START PROVIDED RECORDS

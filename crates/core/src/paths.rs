//! Centralized path functions for all app storage locations.
//!
//! Single source of truth for where the database, settings file and backups
//! live, so no crate joins file names onto the data dir by hand.

use std::path::{Path, PathBuf};

/// Environment variable that overrides the data directory.
pub const DATA_DIR_ENV: &str = "PEEKABOO_DATA_DIR";

/// Primary SQLite database file name.
pub const DB_FILE_NAME: &str = "peekaboo.db";

/// Settings document file name.
pub const SETTINGS_FILE_NAME: &str = "settings.json";

/// Backup directory name, relative to the data dir.
pub const BACKUP_DIR_NAME: &str = "backup";

/// App data root: `$PEEKABOO_DATA_DIR`, else `~/.local/share/peekaboo/` (Linux)
/// or `~/Library/Application Support/peekaboo/` (macOS).
pub fn app_data_dir() -> Option<PathBuf> {
    if let Some(dir) = std::env::var_os(DATA_DIR_ENV).filter(|v| !v.is_empty()) {
        return Some(PathBuf::from(dir));
    }
    dirs::data_local_dir().map(|d| d.join("peekaboo"))
}

/// Resolved storage locations for one data directory.
#[derive(Debug, Clone, PartialEq, Eq)]
pub struct AppPaths {
    pub data_dir: PathBuf,
    pub db_path: PathBuf,
    pub settings_path: PathBuf,
    pub backup_dir: PathBuf,
}

impl AppPaths {
    /// Lay out the storage files under `data_dir`.
    pub fn new(data_dir: impl Into<PathBuf>) -> Self {
        let data_dir = data_dir.into();
        Self {
            db_path: data_dir.join(DB_FILE_NAME),
            settings_path: data_dir.join(SETTINGS_FILE_NAME),
            backup_dir: data_dir.join(BACKUP_DIR_NAME),
            data_dir,
        }
    }

    /// Paths under [`app_data_dir`], or `None` when no home directory exists.
    pub fn resolve_default() -> Option<Self> {
        app_data_dir().map(Self::new)
    }

    /// Create the data and backup directories if they don't exist.
    pub fn ensure_dirs(&self) -> std::io::Result<()> {
        std::fs::create_dir_all(&self.data_dir)?;
        std::fs::create_dir_all(&self.backup_dir)?;
        Ok(())
    }

    pub fn data_dir(&self) -> &Path {
        &self.data_dir
    }
}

END PROVIDED RECORDS

TASK OBJECTIVE — Stop at the line containing "return Some(PathBuf::from(dir));". Please print exactly every line before it from the start of the records, plus that line itself, and nothing else.

SOLUTION —
filename crates/core/src/paths.rs
//! Centralized path functions for all app storage locations.
//!
//! Single source of truth for where the database, settings file and backups
//! live, so no crate joins file names onto the data dir by hand.

use std::path::{Path, PathBuf};

/// Environment variable that overrides the data directory.
pub const DATA_DIR_ENV: &str = "PEEKABOO_DATA_DIR";

/// Primary SQLite database file name.
pub const DB_FILE_NAME: &str = "peekaboo.db";

/// Settings document file name.
pub const SETTINGS_FILE_NAME: &str = "settings.json";

/// Backup directory name, relative to the data dir.
pub const BACKUP_DIR_NAME: &str = "backup";

/// App data root: `$PEEKABOO_DATA_DIR`, else `~/.local/share/peekaboo/` (Linux)
/// or `~/Library/Application Support/peekaboo/` (macOS).
pub fn app_data_dir() -> Option<PathBuf> {
    if let Some(dir) = std::env::var_os(DATA_DIR_ENV).filter(|v| !v.is_empty()) {
        return Some(PathBuf::from(dir));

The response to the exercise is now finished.